Tuesday, September 12, 2017

Albert Camus, don't be a stranger

I finally finished The Stranger by Albert Camus last night, a mere 30 years after I started it. At a tidy 154 pages, that works out to an average of just over 5 pages a year. I wasn't working all that hard at it for most of that time.

I was in high school when I started it, though technically I was reading L'Etranger back then. Or was supposed to be. It was part of my independent study in French, which I signed up for because I needed an easy elective. Not that French came easy to me. Just that the class was, with the teacher a notable pushover. By that point I had taken two years of high school French (on top of two in junior high), and had dropped it twice. I kept coming back to it, because it was only marginally tougher than a free period as we upper classmen were left alone to do our work (or not) in the back of the class while M. Langley taught the freshmen and sophomores.

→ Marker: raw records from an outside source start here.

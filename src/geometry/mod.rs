//! Geometry primitives for the toolpath pipeline.
//!
//! This module provides the fundamental geometric types used throughout path
//! generation and G-code emission:
//! - [`Point2`] and [`Point3`] - 2D and 3D points with `f64` coordinates
//! - [`Segment`] - line segment between two points
//! - [`Loop`] - closed polygon of at least three distinct vertices
//! - [`LoopPath`] - directed view over a loop with a chosen entry vertex
//! - [`OpenPath`] - open point run with appends at either end
//!
//! All coordinates are millimeters in `f64`. The emitter rounds to three
//! decimals at output time; nothing in the pipeline quantizes earlier.

mod loops;
mod open_path;
mod point;
mod segment;

pub use loops::{Loop, LoopPath};
pub use open_path::OpenPath;
pub use point::{Point2, Point3};
pub use segment::Segment;

/// Angle in radians between two headings, in `[0, π]`.
///
/// Either heading may be a zero vector, in which case the angle is zero (no
/// turn information is available).
pub fn heading_angle(from: Point2, to: Point2) -> f64 {
    let (Some(a), Some(b)) = (from.normalized(), to.normalized()) else {
        return 0.0;
    };
    a.dot(&b).clamp(-1.0, 1.0).acos()
}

At some point I struck upon the genius idea of checking the English version of The Stranger out of the library and "helping" myself through the French with the translation. Which worked fine until M. Langley snuck up on me one day while I had the wrong version open during class. I don't think he bought my explanation that I was just trying to confirm I'd understood what I'd read in the French text. He may have been a pushover, but he hadn't been lobotomized.

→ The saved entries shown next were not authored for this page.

//! Closed loops and directed loop views.
//!
//! A [`Loop`] is a closed polygon of at least three distinct vertices. The
//! pather never traverses a loop directly; it builds a [`LoopPath`] view that
//! fixes a start vertex and a winding direction, and iterates like an open
//! path while still reporting itself closed.

use super::{Point2, Segment};
use serde::{Deserialize, Serialize};

/// A closed polygon of at least three distinct vertices.
///
/// The closing edge from the last vertex back to the first is implicit.
#[derive(Clone, Debug, Default, PartialEq, Serialize, Deserialize)]
pub struct Loop {
    points: Vec<Point2>,
}

impl Loop {
    /// Create a loop from a vertex list.
    ///
    /// Consecutive duplicate vertices (and a duplicated closing vertex) are
    /// dropped. Fewer than three distinct vertices is an invariant violation.
    pub fn new(points: Vec<Point2>) -> Self {
        let mut distinct: Vec<Point2> = Vec::with_capacity(points.len());
        for p in points {
            if distinct.last() != Some(&p) {
                distinct.push(p);
            }
        }
        if distinct.len() > 1 && distinct.first() == distinct.last() {
            distinct.pop();
        }
        assert!(
            distinct.len() >= 3,
            "loop requires at least 3 distinct vertices, got {}",
            distinct.len()
        );
        Self { points: distinct }
    }

    /// Vertices in storage order.
    #[inline]
    pub fn points(&self) -> &[Point2] {
        &self.points
    }

    /// Number of vertices.
    #[inline]
    pub fn len(&self) -> usize {
        self.points.len()
    }

    /// A loop is never empty; this exists for container symmetry.
    #[inline]
    pub fn is_empty(&self) -> bool {
        self.points.is_empty()
    }

    /// Twice the signed area; positive for counter-clockwise storage order.
    pub fn signed_area_doubled(&self) -> f64 {
        let mut sum = 0.0;
        for i in 0..self.points.len() {
            let a = self.points[i];
            let b = self.points[(i + 1) % self.points.len()];
            sum += a.cross(&b);
        }
        sum
    }

    /// Check whether the storage order is counter-clockwise.
    #[inline]
    pub fn is_counter_clockwise(&self) -> bool {
        self.signed_area_doubled() > 0.0
    }

    /// Vertex centroid (not the area centroid; used for entry sampling).
    pub fn centroid(&self) -> Point2 {
        let mut c = Point2::default();
        for p in &self.points {
            c += *p;
        }
        c * (1.0 / self.points.len() as f64)
    }

    /// All edges, including the closing edge.
    pub fn segments(&self) -> Vec<Segment> {
        let n = self.points.len();
        (0..n)
            .map(|i| Segment::new(self.points[i], self.points[(i + 1) % n]))
            .collect()
    }

    /// Total boundary length.
    pub fn perimeter(&self) -> f64 {
        self.segments().iter().map(Segment::length).sum()
    }

    /// Clockwise traversal starting at vertex 0.
    pub fn clockwise(&self) -> LoopPath<'_> {
        LoopPath::new(self, 0, self.is_counter_clockwise())
    }

    /// Counter-clockwise traversal starting at vertex 0.
    pub fn counter_clockwise(&self) -> LoopPath<'_> {
        LoopPath::new(self, 0, !self.is_counter_clockwise())
    }

    /// Offset every vertex outward by `distance` along its miter normal.
    ///
    /// Suitable only for the small outsets the pather applies to support
    /// boundaries; no self-intersection cleanup is performed.
    pub fn offset(&self, distance: f64) -> Loop {
        let n = self.points.len();
        // Outward is to the right of travel for CCW storage order.
        let outward_sign = if self.is_counter_clockwise() { 1.0 } else { -1.0 };
        let mut offset_points = Vec::with_capacity(n);
        for i in 0..n {
            let prev = self.points[(i + n - 1) % n];
            let curr = self.points[i];
            let next = self.points[(i + 1) % n];

            let d_in = (curr - prev).normalized().unwrap_or_default();
            let d_out = (next - curr).normalized().unwrap_or_default();
            // Edge normals pointing out of the polygon.
            let n_in = Point2::new(d_in.y, -d_in.x) * outward_sign;
            let n_out = Point2::new(d_out.y, -d_out.x) * outward_sign;
            let miter = (n_in + n_out)
                .normalized()
                .unwrap_or(Point2::new(n_out.y, -n_out.x));

            offset_points.push(curr + miter * distance);
        }
        Loop {
            points: offset_points,
        }
    }

    /// Sample up to `count` entry vertices at evenly spaced polar angles
    /// around the centroid.
    ///
    /// Every returned value is an actual vertex index, deduplicated, so small
    /// loops simply yield all their vertices.
    pub fn entry_points(&self, count: usize) -> Vec<usize> {
        let n = self.points.len();
        if n <= count {
            return (0..n).collect();
        }

        let centroid = self.centroid();
        let mut entries: Vec<usize> = Vec::with_capacity(count);
        for k in 0..count {
            let target = 2.0 * std::f64::consts::PI * k as f64 / count as f64;
            let best = (0..n)
                .min_by(|&i, &j| {
                    let ai = angle_distance(self.points[i] - centroid, target);
                    let aj = angle_distance(self.points[j] - centroid, target);
                    ai.partial_cmp(&aj).unwrap().then(i.cmp(&j))
                })
                .unwrap_or(0);
            if !entries.contains(&best) {
                entries.push(best);
            }
        }
        entries
    }
}

fn angle_distance(v: Point2, target: f64) -> f64 {
    let angle = v.y.atan2(v.x);
    let mut delta = (angle - target).abs();
    if delta > std::f64::consts::PI {
        delta = 2.0 * std::f64::consts::PI - delta;
    }
    delta
}

/// A directed view over a [`Loop`] with a chosen start vertex.
///
/// Iterates the full vertex cycle as an open run; [`LoopPath::to_open_path`]
/// appends the start vertex again so the materialized path closes.
#[derive(Clone, Copy, Debug)]
pub struct LoopPath<'a> {
    source: &'a Loop,
    start: usize,
    /// Traverse the storage order backwards.
    reverse: bool,
}

impl<'a> LoopPath<'a> {
    /// Create a view starting at vertex `start`.
    pub fn new(source: &'a Loop, start: usize, reverse: bool) -> Self {
        assert!(start < source.len(), "loop entry index out of range");
        Self {
            source,
            start,
            reverse,
        }
    }

    /// The underlying loop.
    #[inline]
    pub fn source(&self) -> &'a Loop {
        self.source
    }

    /// This view always describes a closed path.
    #[inline]
    pub fn is_closed(&self) -> bool {
        true
    }

    /// The entry (and exit) vertex.
    #[inline]
    pub fn entry(&self) -> Point2 {
        self.source.points()[self.start]
    }

    /// Heading of the first traversed edge.
    pub fn entry_heading(&self) -> Option<Point2> {
        let pts = self.vertices();
        (pts[1] - pts[0]).normalized()
    }

    /// The full vertex cycle in traversal order, starting at the entry.
    pub fn vertices(&self) -> Vec<Point2> {
        let pts = self.source.points();
        let n = pts.len();
        let mut out = Vec::with_capacity(n);
        for k in 0..n {
            let i = if self.reverse {
                (self.start + n - k % n) % n
            } else {
                (self.start + k) % n
            };
            out.push(pts[i]);
        }
        out
    }

    /// Materialize as an open vertex run with the entry repeated at the end.
    pub fn to_closed_points(&self) -> Vec<Point2> {
        let mut pts = self.vertices();
        pts.push(self.entry());
        pts
    }
}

Shortly after that I gave up on reading Camus, in French or English. Gauging by how little I recalled of the story when I read it this time around, I'll estimate I made it as far as Chapter 2 the first time around.

But I always meant to finish. Or at least I'd thought about it at some point before now. And thanks to the receipt I found in the paperback copy that was on my bookshelf, I thought about it enough on Nov. 12, 2005, to plunk down 75 cents in a used book store. It was one of seven books I added to my collection that day. I can only guess what the other six were, though odds are pretty good they are all still on my shelf as well. Back in the day I would often spend a half hour or more scanning the shelves of second-hand book shops, looking for titles to stash away for whenever I might need something to read. Twelve years later, I finally got around to Camus.

I'm not sure it was worth the wait, to be honest. It was a quick read, once I got going in earnest, but it's not a book where one identifies much with the main character, which is sort of by design. He's not meant to be very likable, and he's not. It's not that he didn't cry at his mother's funeral or that he doesn't really love his girlfriend and tells her as much or that he lacks the decency to tell his friend Raymond not to treat his own girlfriend like a ragdoll--it's all of these things together. He has no emotional core. Which comes back to bite him in the ass when he's on trial for his life. It's like Seinfeld and friends getting done for lacking the moral fiber to help anyone for all those years. Only not funny. And no one was going to guillotine Jerry when the last episode faded away.

So, while it's good to be done after 30 years and counting, it may well be at least another 30 years before I'm tempted to pick it up again.